When company came over, you offered them some kind of refreshment and then entertained them and then visited. (That's where my Mom's phrase, Don't eat that, we're keeping them for company, came from). Kids were expected to "do" something. I always obliged with a happy heart. Also keep in mind that I watched the Little Rascals and so had some idea how to "put on a show". Me and Darla, yep twins separated at birth.
Anyway, my parents went to New Orleans on a vacation and left me with my favorite aunt and uncle, who did not have any children. They let me do for myself and I did, pretty much. I planned a show for my parents homecoming and included the neighborhood kids to sing, dance, yodel, play the clarinet (poor little Danny) and then the big finale. My aunt and uncle just nodded and kept reading the paper when I told them of my plan. So I thought I had their permission and went on with the show.

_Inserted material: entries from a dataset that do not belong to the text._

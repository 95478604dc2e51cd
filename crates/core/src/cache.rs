use std::collections::HashMap;
use std::sync::RwLock;
use std::time::{Duration, Instant};

use crate::domain::tenant::TenantId;

#[derive(Clone, Debug)]
pub struct CachedEntry<T> {
    pub value: T,
    pub expires_at: Instant,
}

/// Tenant-keyed TTL cache for one cached artifact kind. Each owner (provider
/// resolver, digest reader) holds its own instance, so invalidation is
/// per-tenant and per-kind and tests never share state through globals.
///
/// Writes replace the whole entry; entries past `expires_at` are never
/// served. Time is threaded explicitly through the `*_at` variants so TTL
/// behavior is deterministic under test.
pub struct TtlCache<T: Clone> {
    ttl: Duration,
    entries: RwLock<HashMap<TenantId, CachedEntry<T>>>,
}

impl<T: Clone> TtlCache<T> {
    pub fn new(ttl: Duration) -> Self {
        Self { ttl, entries: RwLock::new(HashMap::new()) }
    }

    pub fn ttl(&self) -> Duration {
        self.ttl
    }

    pub fn get(&self, tenant: &TenantId) -> Option<T> {
        self.get_at(tenant, Instant::now())
    }

    pub fn get_at(&self, tenant: &TenantId, now: Instant) -> Option<T> {
        let entries = match self.entries.read() {
            Ok(entries) => entries,
            Err(poisoned) => poisoned.into_inner(),
        };
        entries.get(tenant).filter(|entry| now <= entry.expires_at).map(|entry| entry.value.clone())
    }

    pub fn insert(&self, tenant: TenantId, value: T) {
        self.insert_at(tenant, value, Instant::now());
    }

    pub fn insert_at(&self, tenant: TenantId, value: T, now: Instant) {
        let entry = CachedEntry { value, expires_at: now + self.ttl };
        let mut entries = match self.entries.write() {
            Ok(entries) => entries,
            Err(poisoned) => poisoned.into_inner(),
        };
        entries.insert(tenant, entry);
    }

    /// Drops a tenant's entry immediately. Must be called whenever the
    /// underlying artifact changes (credential saved, rotated, removed);
    /// waiting out the TTL would serve a stale config in the meantime.
    pub fn invalidate(&self, tenant: &TenantId) {
        let mut entries = match self.entries.write() {
            Ok(entries) => entries,
            Err(poisoned) => poisoned.into_inner(),
        };
        entries.remove(tenant);
    }

    pub fn purge_expired_at(&self, now: Instant) {
        let mut entries = match self.entries.write() {
            Ok(entries) => entries,
            Err(poisoned) => poisoned.into_inner(),
        };
        entries.retain(|_, entry| now <= entry.expires_at);
    }

    pub fn len(&self) -> usize {
        match self.entries.read() {
            Ok(entries) => entries.len(),
            Err(poisoned) => poisoned.into_inner().len(),
        }
    }

    pub fn is_empty(&self) -> bool {
        self.len() == 0
    }
}
//! In-memory repositories for tests and ephemeral tooling. They honor the
//! same tenant-scoping contracts as the SQL implementations.

use std::collections::HashMap;
use std::sync::Arc;

use chrono::{DateTime, Utc};
use tokio::sync::RwLock;

use pulsedesk_core::audit::AuditEntry;
use pulsedesk_core::digest::DigestKind;
use pulsedesk_core::domain::credential::{CredentialStatus, ProviderCredential};
use pulsedesk_core::domain::spend::SpendEvent;
use pulsedesk_core::domain::tenant::TenantId;

use super::{
    AuditRepository, CredentialRepository, DigestRepository, RepositoryError, SpendRepository,
    StoredDigest,
};

#[derive(Clone, Default)]
pub struct InMemoryCredentialRepository {
    rows: Arc<RwLock<HashMap<TenantId, ProviderCredential>>>,
}

#[async_trait::async_trait]
impl CredentialRepository for InMemoryCredentialRepository {
    async fn find_active(
        &self,
        tenant: &TenantId,
    ) -> Result<Option<ProviderCredential>, RepositoryError> {
        let rows = self.rows.read().await;
        Ok(rows
            .get(tenant)
            .filter(|credential| credential.is_active && credential.status == CredentialStatus::Valid)
            .cloned())
    }

    async fn upsert(&self, credential: ProviderCredential) -> Result<(), RepositoryError> {
        let mut rows = self.rows.write().await;
        rows.insert(credential.tenant_id.clone(), credential);
        Ok(())
    }

    async fn mark_invalid(&self, tenant: &TenantId) -> Result<(), RepositoryError> {
        let mut rows = self.rows.write().await;
        if let Some(credential) = rows.get_mut(tenant) {
            credential.status = CredentialStatus::Invalid;
            credential.updated_at = Utc::now();
        }
        Ok(())
    }

    async fn touch_last_used(
        &self,
        tenant: &TenantId,
        at: DateTime<Utc>,
    ) -> Result<(), RepositoryError> {
        let mut rows = self.rows.write().await;
        if let Some(credential) = rows.get_mut(tenant) {
            credential.last_used_at = Some(at);
        }
        Ok(())
    }

    async fn deactivate(&self, tenant: &TenantId) -> Result<(), RepositoryError> {
        let mut rows = self.rows.write().await;
        if let Some(credential) = rows.get_mut(tenant) {
            credential.is_active = false;
            credential.updated_at = Utc::now();
        }
        Ok(())
    }
}

#[derive(Clone, Default)]
pub struct InMemoryDigestRepository {
    rows: Arc<RwLock<HashMap<(TenantId, DigestKind), StoredDigest>>>,
}

#[async_trait::async_trait]
impl DigestRepository for InMemoryDigestRepository {
    async fn upsert(&self, digest: StoredDigest) -> Result<(), RepositoryError> {
        let mut rows = self.rows.write().await;
        rows.insert((digest.tenant_id.clone(), digest.kind), digest);
        Ok(())
    }

    async fn find(
        &self,
        tenant: &TenantId,
        kind: DigestKind,
    ) -> Result<Option<StoredDigest>, RepositoryError> {
        let rows = self.rows.read().await;
        Ok(rows.get(&(tenant.clone(), kind)).cloned())
    }
}

#[derive(Clone, Default)]
pub struct InMemorySpendRepository {
    rows: Arc<RwLock<Vec<SpendEvent>>>,
}

#[async_trait::async_trait]
impl SpendRepository for InMemorySpendRepository {
    async fn list_window(
        &self,
        tenant: &TenantId,
        from: DateTime<Utc>,
        to: DateTime<Utc>,
    ) -> Result<Vec<SpendEvent>, RepositoryError> {
        let rows = self.rows.read().await;
        let mut events: Vec<SpendEvent> = rows
            .iter()
            .filter(|event| {
                &event.tenant_id == tenant && event.occurred_at >= from && event.occurred_at < to
            })
            .cloned()
            .collect();
        events.sort_by_key(|event| event.occurred_at);
        Ok(events)
    }

    async fn insert_batch(&self, events: Vec<SpendEvent>) -> Result<(), RepositoryError> {
        let mut rows = self.rows.write().await;
        rows.extend(events);
        Ok(())
    }
}

#[derive(Clone, Default)]
pub struct InMemoryAuditRepository {
    rows: Arc<RwLock<Vec<AuditEntry>>>,
}

impl InMemoryAuditRepository {
    pub async fn entries(&self) -> Vec<AuditEntry> {
        self.rows.read().await.clone()
    }
}

#[async_trait::async_trait]
impl AuditRepository for InMemoryAuditRepository {
    async fn append(&self, entry: AuditEntry) -> Result<(), RepositoryError> {
        let mut rows = self.rows.write().await;
        rows.push(entry);
        Ok(())
    }
}
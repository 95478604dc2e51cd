use chrono::{DateTime, Utc};
use rust_decimal::Decimal;
use sqlx::{sqlite::SqliteRow, Row};
use uuid::Uuid;

use pulsedesk_core::domain::spend::{AccountId, SpendEvent};
use pulsedesk_core::domain::tenant::TenantId;

use super::credential::parse_timestamp;
use super::{RepositoryError, SpendRepository};
use crate::DbPool;

pub struct SqlSpendRepository {
    pool: DbPool,
}

impl SqlSpendRepository {
    pub fn new(pool: DbPool) -> Self {
        Self { pool }
    }
}

#[async_trait::async_trait]
impl SpendRepository for SqlSpendRepository {
    async fn list_window(
        &self,
        tenant: &TenantId,
        from: DateTime<Utc>,
        to: DateTime<Utc>,
    ) -> Result<Vec<SpendEvent>, RepositoryError> {
        let rows = sqlx::query(
            "SELECT
                tenant_id,
                account_id,
                account_name,
                category,
                amount,
                leads,
                clicks,
                occurred_at
             FROM spend_event
             WHERE tenant_id = ? AND occurred_at >= ? AND occurred_at < ?
             ORDER BY occurred_at ASC",
        )
        .bind(&tenant.0)
        .bind(from.to_rfc3339())
        .bind(to.to_rfc3339())
        .fetch_all(&self.pool)
        .await?;

        rows.into_iter().map(event_from_row).collect()
    }

    async fn insert_batch(&self, events: Vec<SpendEvent>) -> Result<(), RepositoryError> {
        let mut tx = self.pool.begin().await?;

        for event in events {
            sqlx::query(
                "INSERT INTO spend_event (
                    id,
                    tenant_id,
                    account_id,
                    account_name,
                    category,
                    amount,
                    leads,
                    clicks,
                    occurred_at
                 ) VALUES (?, ?, ?, ?, ?, ?, ?, ?, ?)",
            )
            .bind(Uuid::new_v4().to_string())
            .bind(&event.tenant_id.0)
            .bind(&event.account_id.0)
            .bind(&event.account_name)
            .bind(&event.category)
            .bind(event.amount.to_string())
            .bind(i64::from(event.leads))
            .bind(i64::from(event.clicks))
            .bind(event.occurred_at.to_rfc3339())
            .execute(&mut *tx)
            .await?;
        }

        tx.commit().await?;
        Ok(())
    }
}

fn event_from_row(row: SqliteRow) -> Result<SpendEvent, RepositoryError> {
    let amount_raw = row.try_get::<String, _>("amount")?;
    let amount = amount_raw
        .parse::<Decimal>()
        .map_err(|error| RepositoryError::Decode(format!("invalid amount `{amount_raw}`: {error}")))?;

    Ok(SpendEvent {
        tenant_id: TenantId(row.try_get("tenant_id")?),
        account_id: AccountId(row.try_get("account_id")?),
        account_name: row.try_get("account_name")?,
        category: row.try_get("category")?,
        amount,
        leads: parse_u32("leads", row.try_get("leads")?)?,
        clicks: parse_u32("clicks", row.try_get("clicks")?)?,
        occurred_at: parse_timestamp("occurred_at", row.try_get("occurred_at")?)?,
    })
}

fn parse_u32(column: &str, value: i64) -> Result<u32, RepositoryError> {
    u32::try_from(value).map_err(|_| {
        RepositoryError::Decode(format!(
            "invalid value for `{column}` (expected non-negative u32): {value}"
        ))
    })
}
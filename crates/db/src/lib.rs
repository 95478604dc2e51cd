pub mod audit_sink;
pub mod connection;
pub mod fixtures;
pub mod migrations;
pub mod repositories;

pub use audit_sink::SqlAuditSink;
pub use connection::{connect, connect_with_settings, DbPool};
pub use repositories::{
    AuditRepository, CredentialRepository, DigestRepository, InMemoryAuditRepository,
    InMemoryCredentialRepository, InMemoryDigestRepository, InMemorySpendRepository,
    RepositoryError, SpendRepository, SqlAuditRepository, SqlCredentialRepository,
    SqlDigestRepository, SqlSpendRepository, StoredDigest,
};
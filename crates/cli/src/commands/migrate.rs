use crate::commands::CommandResult;
use pulsedesk_core::config::{AppConfig, LoadOptions};
use pulsedesk_db::{connect_with_settings, migrations};

pub fn run() -> CommandResult {
    let config = match AppConfig::load(LoadOptions::default()) {
        Ok(config) => config,
        Err(error) => {
            return CommandResult::failure(
                "migrate",
                "config_validation",
                format!("configuration issue: {error}"),
                2,
            );
        }
    };

    let runtime = match tokio::runtime::Builder::new_current_thread().enable_all().build() {
        Ok(runtime) => runtime,
        Err(error) => {
            return CommandResult::failure(
                "migrate",
                "runtime_init",
                format!("failed to initialize async runtime: {error}"),
                3,
            );
        }
    };

    let result = runtime.block_on(async {
        let pool = connect_with_settings(
            &config.database.url,
            config.database.max_connections,
            config.database.timeout_secs,
        )
        .await
        .map_err(|error| ("db_connectivity", error.to_string(), 4u8))?;
        migrations::run_pending(&pool)
            .await
            .map_err(|error| ("migration", error.to_string(), 5u8))?;
        pool.close().await;
        Ok::<(), (&'static str, String, u8)>(())
    });

    match result {
        Ok(()) => CommandResult::success("migrate", "applied pending migrations"),
        Err((error_class, message, exit_code)) => {
            CommandResult::failure("migrate", error_class, message, exit_code)
        }
    }
}
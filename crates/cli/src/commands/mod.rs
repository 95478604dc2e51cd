pub mod credential;
pub mod digest;
pub mod doctor;
pub mod migrate;
pub mod seed;

use serde::Serialize;

#[derive(Debug, Clone)]
pub struct CommandResult {
    pub exit_code: u8,
    pub output: String,
}

#[derive(Debug, Serialize)]
struct CommandOutcome {
    command: String,
    status: String,
    error_class: Option<String>,
    message: String,
}

impl CommandResult {
    pub fn success(command: &str, message: impl Into<String>) -> Self {
        let payload = CommandOutcome {
            command: command.to_string(),
            status: "ok".to_string(),
            error_class: None,
            message: message.into(),
        };
        Self { exit_code: 0, output: serialize_payload(payload) }
    }

    pub fn failure(
        command: &str,
        error_class: &str,
        message: impl Into<String>,
        exit_code: u8,
    ) -> Self {
        let payload = CommandOutcome {
            command: command.to_string(),
            status: "error".to_string(),
            error_class: Some(error_class.to_string()),
            message: message.into(),
        };
        Self { exit_code, output: serialize_payload(payload) }
    }
}

fn serialize_payload(payload: CommandOutcome) -> String {
    serde_json::to_string(&payload).unwrap_or_else(|error| {
        format!(
            "{{\"command\":\"unknown\",\"status\":\"error\",\"error_class\":\"serialization\",\"message\":\"{}\"}}",
            error.to_string().replace('\\', "\\\\").replace('"', "\\\"")
        )
    })
}
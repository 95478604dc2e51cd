use sqlx::migrate::{MigrateError, Migrator};

use crate::DbPool;

pub static MIGRATOR: Migrator = sqlx::migrate!("../../migrations");

pub async fn run_pending(pool: &DbPool) -> Result<(), MigrateError> {
    MIGRATOR.run(pool).await
}

#[cfg(test)]
mod tests {
    use sqlx::Row;

    use super::run_pending;
    use crate::{connect_with_settings, migrations::MIGRATOR};

    const MANAGED_SCHEMA_OBJECTS: &[&str] = &[
        "provider_credential",
        "agency_digest",
        "spend_event",
        "audit_log",
        "idx_provider_credential_status",
        "idx_spend_event_tenant_time",
        "idx_spend_event_tenant_account",
        "idx_audit_log_tenant_time",
        "idx_audit_log_action",
    ];

    #[tokio::test]
    async fn migrations_create_baseline_tables() {
        let pool = connect_with_settings("sqlite::memory:", 1, 30).await.expect("connect");
        run_pending(&pool).await.expect("run migrations");

        for table in ["provider_credential", "agency_digest", "spend_event", "audit_log"] {
            let count = sqlx::query(
                "SELECT COUNT(*) AS count FROM sqlite_master WHERE type = 'table' AND name = ?",
            )
            .bind(table)
            .fetch_one(&pool)
            .await
            .expect("check table")
            .get::<i64, _>("count");

            assert_eq!(count, 1, "expected table `{table}` to exist");
        }
    }

    #[tokio::test]
    async fn migrations_are_reversible() {
        let pool = connect_with_settings("sqlite::memory:", 1, 30).await.expect("connect");
        run_pending(&pool).await.expect("run migrations");

        MIGRATOR.undo(&pool, 0).await.expect("undo migrations");

        let count = sqlx::query(
            "SELECT COUNT(*) AS count FROM sqlite_master
             WHERE type = 'table' AND name = 'provider_credential'",
        )
        .fetch_one(&pool)
        .await
        .expect("check provider_credential removed")
        .get::<i64, _>("count");

        assert_eq!(count, 0);
    }

    #[tokio::test]
    async fn migrations_up_down_up_preserves_schema_signature() {
        let pool = connect_with_settings("sqlite::memory:", 1, 30).await.expect("connect");
        run_pending(&pool).await.expect("run migrations");

        let initial_signature = managed_schema_signature(&pool).await;
        assert_eq!(
            initial_signature.len(),
            MANAGED_SCHEMA_OBJECTS.len(),
            "initial migration pass should create all managed schema objects",
        );

        MIGRATOR.undo(&pool, 0).await.expect("undo migrations");

        let after_down_signature = managed_schema_signature(&pool).await;
        assert!(
            after_down_signature.is_empty(),
            "managed schema objects should be removed after full undo",
        );

        run_pending(&pool).await.expect("re-run migrations");

        let after_second_up_signature = managed_schema_signature(&pool).await;
        assert_eq!(
            after_second_up_signature, initial_signature,
            "up/down/up should preserve migration-managed schema signature",
        );
    }

    async fn managed_schema_signature(pool: &sqlx::SqlitePool) -> Vec<(String, String, String)> {
        let mut signature: Vec<(String, String, String)> = sqlx::query(
            "SELECT type, name, IFNULL(sql, '') AS sql
             FROM sqlite_master
             WHERE type IN ('table', 'index')",
        )
        .fetch_all(pool)
        .await
        .expect("load schema objects")
        .into_iter()
        .filter_map(|row| {
            let name = row.get::<String, _>("name");
            if MANAGED_SCHEMA_OBJECTS.contains(&name.as_str()) {
                Some((row.get::<String, _>("type"), name, row.get::<String, _>("sql")))
            } else {
                None
            }
        })
        .collect();
        signature.sort();
        signature
    }
}
use serde::{Deserialize, Serialize};

#[derive(Clone, Debug, PartialEq, Eq, Hash, Serialize, Deserialize)]
pub struct ActorId(pub String);

impl ActorId {
    pub fn as_str(&self) -> &str {
        &self.0
    }
}

impl std::fmt::Display for ActorId {
    fn fmt(&self, f: &mut std::fmt::Formatter<'_>) -> std::fmt::Result {
        f.write_str(&self.0)
    }
}

/// Closed role hierarchy with a total order over ranks. Upstream systems hand
/// us free-form role strings; anything unrecognized collapses to `Viewer`
/// rather than failing, so a missing or garbled role can never grant access.
#[derive(Clone, Copy, Debug, PartialEq, Eq, Hash, Serialize, Deserialize)]
#[serde(rename_all = "snake_case")]
pub enum ActorRole {
    Viewer,
    Operator,
    Admin,
    Owner,
}

impl ActorRole {
    pub fn rank(self) -> u8 {
        match self {
            Self::Viewer => 0,
            Self::Operator => 30,
            Self::Admin => 70,
            Self::Owner => 100,
        }
    }

    /// Maps a role string to the closed enum, defaulting unknown values to
    /// the bottom rank.
    pub fn parse_lossy(value: &str) -> Self {
        match value.trim().to_ascii_lowercase().as_str() {
            "owner" => Self::Owner,
            "admin" => Self::Admin,
            "operator" => Self::Operator,
            _ => Self::Viewer,
        }
    }

    pub fn as_str(self) -> &'static str {
        match self {
            Self::Viewer => "viewer",
            Self::Operator => "operator",
            Self::Admin => "admin",
            Self::Owner => "owner",
        }
    }
}

/// Minimum rank a tool demands. Declared once per tool at registration time;
/// the mapping from tier to rank is static, reviewed data.
#[derive(Clone, Copy, Debug, PartialEq, Eq, Serialize, Deserialize)]
#[serde(rename_all = "snake_case")]
pub enum ToolTier {
    Any,
    Operator,
    Admin,
    Owner,
}

impl ToolTier {
    pub fn min_rank(self) -> u8 {
        match self {
            Self::Any => 0,
            Self::Operator => 30,
            Self::Admin => 70,
            Self::Owner => 100,
        }
    }

    pub fn allows(self, role: ActorRole) -> bool {
        role.rank() >= self.min_rank()
    }
}
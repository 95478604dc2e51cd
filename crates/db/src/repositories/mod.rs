use async_trait::async_trait;
use chrono::{DateTime, Utc};
use thiserror::Error;

use pulsedesk_core::audit::AuditEntry;
use pulsedesk_core::digest::DigestKind;
use pulsedesk_core::domain::credential::ProviderCredential;
use pulsedesk_core::domain::spend::SpendEvent;
use pulsedesk_core::domain::tenant::TenantId;

pub mod audit;
pub mod credential;
pub mod digest;
pub mod memory;
pub mod spend;

pub use audit::SqlAuditRepository;
pub use credential::SqlCredentialRepository;
pub use digest::SqlDigestRepository;
pub use memory::{
    InMemoryAuditRepository, InMemoryCredentialRepository, InMemoryDigestRepository,
    InMemorySpendRepository,
};
pub use spend::SqlSpendRepository;

#[derive(Debug, Error)]
pub enum RepositoryError {
    #[error("database error: {0}")]
    Database(#[from] sqlx::Error),
    #[error("decode error: {0}")]
    Decode(String),
}

/// A persisted digest row: the serialized digest plus the bookkeeping the
/// read path needs. Upserts replace the row wholesale, keyed by tenant+kind.
#[derive(Clone, Debug, PartialEq)]
pub struct StoredDigest {
    pub tenant_id: TenantId,
    pub kind: DigestKind,
    pub payload: serde_json::Value,
    pub token_estimate: u32,
    pub generated_at: DateTime<Utc>,
}

#[async_trait]
pub trait CredentialRepository: Send + Sync {
    /// The tenant's active, validated credential, if any. Inactive or
    /// invalidated rows are never returned.
    async fn find_active(&self, tenant: &TenantId)
        -> Result<Option<ProviderCredential>, RepositoryError>;

    async fn upsert(&self, credential: ProviderCredential) -> Result<(), RepositoryError>;

    /// Permanently flags a credential whose ciphertext failed to decrypt or
    /// whose key failed provider validation.
    async fn mark_invalid(&self, tenant: &TenantId) -> Result<(), RepositoryError>;

    async fn touch_last_used(
        &self,
        tenant: &TenantId,
        at: DateTime<Utc>,
    ) -> Result<(), RepositoryError>;

    async fn deactivate(&self, tenant: &TenantId) -> Result<(), RepositoryError>;
}

#[async_trait]
pub trait DigestRepository: Send + Sync {
    async fn upsert(&self, digest: StoredDigest) -> Result<(), RepositoryError>;

    /// `None` means no digest has ever been computed for this tenant+kind.
    /// Callers operate without context in that case; it is not an error.
    async fn find(
        &self,
        tenant: &TenantId,
        kind: DigestKind,
    ) -> Result<Option<StoredDigest>, RepositoryError>;
}

#[async_trait]
pub trait SpendRepository: Send + Sync {
    /// Spend events in `[from, to)` for one tenant. Every implementation
    /// must filter by tenant id; cross-tenant reads do not exist here.
    async fn list_window(
        &self,
        tenant: &TenantId,
        from: DateTime<Utc>,
        to: DateTime<Utc>,
    ) -> Result<Vec<SpendEvent>, RepositoryError>;

    async fn insert_batch(&self, events: Vec<SpendEvent>) -> Result<(), RepositoryError>;
}

#[async_trait]
pub trait AuditRepository: Send + Sync {
    /// Append-only; there is deliberately no update or delete.
    async fn append(&self, entry: AuditEntry) -> Result<(), RepositoryError>;
}
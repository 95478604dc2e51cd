use std::sync::Arc;

use anyhow::{Context, Result};

use crate::commands::CommandResult;
use pulsedesk_agent::digest::{DigestBuilder, NullKpiSource};
use pulsedesk_core::config::{AppConfig, LoadOptions};
use pulsedesk_core::digest::token_estimate;
use pulsedesk_core::domain::tenant::TenantId;
use pulsedesk_db::repositories::{SqlDigestRepository, SqlSpendRepository};
use pulsedesk_db::{connect_with_settings, migrations};

pub fn run(tenant: &str) -> CommandResult {
    let config = match AppConfig::load(LoadOptions::default()) {
        Ok(config) => config,
        Err(error) => {
            return CommandResult::failure(
                "digest",
                "config_validation",
                format!("configuration issue: {error}"),
                2,
            );
        }
    };

    let runtime = match tokio::runtime::Builder::new_current_thread().enable_all().build() {
        Ok(runtime) => runtime,
        Err(error) => {
            return CommandResult::failure(
                "digest",
                "runtime_init",
                format!("failed to initialize async runtime: {error}"),
                3,
            );
        }
    };

    match runtime.block_on(build(&config, &TenantId(tenant.to_string()))) {
        Ok(message) => CommandResult::success("digest", message),
        Err(error) => CommandResult::failure("digest", "digest_build", format!("{error:#}"), 4),
    }
}

async fn build(config: &AppConfig, tenant: &TenantId) -> Result<String> {
    let pool = connect_with_settings(
        &config.database.url,
        config.database.max_connections,
        config.database.timeout_secs,
    )
    .await
    .context("database connection failed")?;
    migrations::run_pending(&pool).await.context("migrations failed")?;

    let builder = DigestBuilder::new(
        Arc::new(NullKpiSource),
        Arc::new(SqlSpendRepository::new(pool.clone())),
        Arc::new(SqlDigestRepository::new(pool.clone())),
        config.digest.settings(),
    );

    let digest = builder.build_daily(tenant).await.context("digest build failed")?;
    pool.close().await;

    let serialized = serde_json::to_string(&digest).context("digest serialization failed")?;
    Ok(format!(
        "built daily digest for `{}`: period {}, {} accounts, ~{} tokens",
        tenant.as_str(),
        digest.period,
        digest.health.accounts_total,
        token_estimate(serialized.len()),
    ))
}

Day of the show, everyone is in place, stage is set....yes I did say stage. The one I built on top of the hardwood floors in the den and attached the thing to the floor. Also hung a curtain from one side of the room to the other, with blanket curtains just like on the Little Rascals, which collapsed and took wallboard with it when it came crashing down. Needless to say....my parents didn't go on vacation without me or without other folks to take care of me again. I mean gee whiz Spanky.
Now you're sitting there thinking...didn't she know better, where were the aunt and uncle, how is she still alive, why would she tell on herself like this? Because I grew up to let other children do the "big show" safely and had fun doing it. Because sometimes the naughtiest thing in a child's life is the thing that gives them definition and purpose......."I will never forget what it is like to be a kid", quote from Linda Sybil in the Summer of 1961. TA DAH, with raised arms and a flourish of TA DAH.